Exercise data:
=== Begin Enclosure ===
impl SessionManager {
    /// Create a session manager without a rendering backend
    pub fn new(settings: EngineSettings) -> Self {
        Self::with_rasterizer(settings, Arc::new(NoRasterizer))
    }

    pub fn with_rasterizer(settings: EngineSettings, rasterizer: Arc<dyn PageRasterizer>) -> Self {
        Self {
            inner: Arc::new(SessionManagerInner {
                sessions: tokio::sync::RwLock::new(HashMap::new()),
                settings,
                rasterizer,
            }),
        }
    }

    pub fn settings(&self) -> &EngineSettings {
        &self.inner.settings
    }

    // ========================================================================
    // Session Lifecycle
    // ========================================================================

    /// Open a document from uploaded bytes
    pub async fn create(&self, bytes: Vec<u8>) -> Result<CreatedSession> {
        let max = self.inner.settings.max_document_bytes;
        if max > 0 && bytes.len() > max {
            return Err(EditError::TooLarge {
                size: bytes.len(),
                max,
            });
        }
        let size = bytes.len();

        let (document, digest) = tokio::task::spawn_blocking(move || {
            let document = PdfDocument::load(&bytes)?;
            Ok::<_, EditError>((document, hex::encode(Sha256::digest(&bytes))))
        })
        .await??;

        let mut sessions = self.inner.sessions.write().await;
        let max_sessions = self.inner.settings.max_sessions;
        if max_sessions > 0 && sessions.len() >= max_sessions {
            tracing::warn!(open = sessions.len(), "Session limit reached");
            return Err(EditError::TooManySessions(max_sessions));
        }

        let id = loop {
            let candidate = new_session_id(&digest);
            if !sessions.contains_key(&candidate) {
                break candidate;
            }
        };
        let session = Arc::new(DocumentSession::new(id.clone(), document, &self.inner.settings));
        let page_count = session.page_count();
        sessions.insert(id.clone(), session);

        tracing::info!(session_id = %id, size, page_count, "Opened document session");

        Ok(CreatedSession {
            session_id: id,
            page_count,
        })
    }

    /// Look up a session and mark it as used
    pub async fn get(&self, id: &str) -> Result<Arc<DocumentSession>> {
        if !is_valid_session_id(id) {
            return Err(EditError::InvalidSessionId(id.to_string()));
        }
        let sessions = self.inner.sessions.read().await;
        let session = sessions
            .get(id)
            .cloned()
            .ok_or_else(|| EditError::NotFound(id.to_string()))?;
        session.touch();
        Ok(session)
    }

    /// Close a session, releasing its document and history
    pub async fn dispose(&self, id: &str) -> Result<()> {
        if !is_valid_session_id(id) {
            return Err(EditError::InvalidSessionId(id.to_string()));
        }
        let removed = self.inner.sessions.write().await.remove(id);
        match removed {
            Some(_) => {
                tracing::info!(session_id = %id, "Disposed document session");
                Ok(())
            }
            None => Err(EditError::NotFound(id.to_string())),
        }
    }

    pub async fn session_count(&self) -> usize {
        self.inner.sessions.read().await.len()
    }

    // ========================================================================
    // Access
    // ========================================================================

    /// Run a mutation atomically with exclusive access to the document
    pub async fn with_mutable_access<T, F>(
        &self,
        id: &str,
        page: Option<usize>,
        label: &'static str,
        f: F,
    ) -> Result<T>
    where
        F: FnOnce(&mut PdfDocument) -> Result<T> + Send + 'static,
        T: Send + 'static,
    {
        let session = self.get(id).await?;
        tokio::task::spawn_blocking(move || session.mutate(page, label, f)).await?
    }

    /// Run a read with shared access to the document
    pub async fn with_read_access<T, F>(&self, id: &str, page: Option<usize>, f: F) -> Result<T>
    where
        F: FnOnce(&PdfDocument) -> Result<T> + Send + 'static,
        T: Send + 'static,
    {
        let session = self.get(id).await?;
        tokio::task::spawn_blocking(move || session.read(page, f)).await?
    }

    pub async fn info(&self, id: &str) -> Result<SessionInfo> {
        Ok(self.get(id).await?.info())
    }

    pub async fn export(&self, id: &str) -> Result<Vec<u8>> {
        self.with_read_access(id, None, |doc| doc.save()).await
    }

    pub async fn undo(&self, id: &str) -> Result<()> {
        let session = self.get(id).await?;
        tokio::task::spawn_blocking(move || session.undo()).await??;
        Ok(())
    }

    pub async fn redo(&self, id: &str) -> Result<()> {
        let session = self.get(id).await?;
        tokio::task::spawn_blocking(move || session.redo()).await??;
        Ok(())
    }

    // ========================================================================
    // Reads
    // ========================================================================

    pub async fn render_page(&self, id: &str, page: usize, scale: f32) -> Result<Arc<Vec<u8>>> {
        let session = self.get(id).await?;
        let rasterizer = self.inner.rasterizer.clone();
        tokio::task::spawn_blocking(move || session.render_page(page, scale, rasterizer.as_ref())).await?
    }

    pub async fn page_text(&self, id: &str, page: usize) -> Result<PageText> {
        self.with_read_access(id, Some(page), move |doc| extract::page_text(doc, page))
            .await
    }

    pub async fn page_images(&self, id: &str, page: usize) -> Result<PageImages> {
        self.with_read_access(id, Some(page), move |doc| extract::page_images(doc, page))
            .await
    }

    // ========================================================================
    // Mutations
    // ========================================================================

    pub async fn edit_span(&self, id: &str, page: usize, edit: SpanEdit) -> Result<()> {
        let label = if edit.new_text.is_empty() { "delete_text" } else { "edit_text" };
        self.with_mutable_access(id, Some(page), label, move |doc| {
            text_edit::edit_span(doc, page, &edit)
        })
        .await
    }

    pub async fn add_text(&self, id: &str, page: usize, insert: TextInsert) -> Result<()> {
        self.with_mutable_access(id, Some(page), "add_text", move |doc| {
            text_edit::add_text(doc, page, &insert)
        })
        .await
    }

    pub async fn add_image(
        &self,
        id: &str,
        page: usize,
        data: Vec<u8>,
        x: f64,
        y: f64,
        size: Option<(f64, f64)>,
    ) -> Result<()> {
        self.with_mutable_access(id, Some(page), "add_image", move |doc| {
            image_edit::add_image(doc, page, &data, x, y, size)
        })
        .await
    }

    pub async fn move_image(&self, id: &str, page: usize, request: ImageMove) -> Result<()> {
        self.with_mutable_access(id, Some(page), "move_image", move |doc| {
            image_edit::move_image(doc, page, &request)
        })
        .await
    }

    pub async fn resize_image(&self, id: &str, page: usize, request: ImageResize) -> Result<()> {
        self.with_mutable_access(id, Some(page), "resize_image", move |doc| {
            image_edit::resize_image(doc, page, &request)
        })
        .await
    }

    pub async fn delete_image(&self, id: &str, page: usize, request: ImageDelete) -> Result<()> {
        self.with_mutable_access(id, Some(page), "delete_image", move |doc| {
            image_edit::delete_image(doc, page, &request)
        })
        .await
    }

    // ========================================================================
    // Cleanup
    // ========================================================================

    /// Dispose sessions idle longer than the configured timeout
    ///
    /// Returns the number of sessions evicted
    pub async fn cleanup_expired(&self) -> usize {
        let Some(timeout) = self.inner.settings.idle_timeout else {
            return 0;
        };
        let Ok(timeout) = chrono::Duration::from_std(timeout) else {
            return 0;
        };
        self.evict_idle_before(Utc::now() - timeout).await
    }

    /// Dispose sessions last used before `cutoff`
    pub async fn evict_idle_before(&self, cutoff: DateTime<Utc>) -> usize {
        let mut sessions = self.inner.sessions.write().await;
        let idle: Vec<String> = sessions
            .iter()
            .filter(|(_, session)| session.last_accessed() < cutoff)
            .map(|(id, _)| id.clone())
            .collect();

        for id in &idle {
            sessions.remove(id);
            tracing::debug!(session_id = %id, "Evicted idle session");
        }

        if !idle.is_empty() {
            tracing::info!(count = idle.len(), "Cleaned up idle document sessions");
        }
        idle.len()
    }

    /// Start background cleanup task
    pub fn start_cleanup_task(self) -> tokio::task::JoinHandle<()> {
        tokio::spawn(async move {
            let mut interval = tokio::time::interval(CLEANUP_INTERVAL);

            loop {
                interval.tick().await;
                self.cleanup_expired().await;
            }
        })
    }
}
=== End Enclosure ===
Work item: Retype every line up to and including the one that contains "pub fn settings(&self)", beginning at the first line of the records, with no edits.

Answer below:
impl SessionManager {
    /// Create a session manager without a rendering backend
    pub fn new(settings: EngineSettings) -> Self {
        Self::with_rasterizer(settings, Arc::new(NoRasterizer))
    }

    pub fn with_rasterizer(settings: EngineSettings, rasterizer: Arc<dyn PageRasterizer>) -> Self {
        Self {
            inner: Arc::new(SessionManagerInner {
                sessions: tokio::sync::RwLock::new(HashMap::new()),
                settings,
                rasterizer,
            }),
        }
    }

    pub fn settings(&self) -> &EngineSettings {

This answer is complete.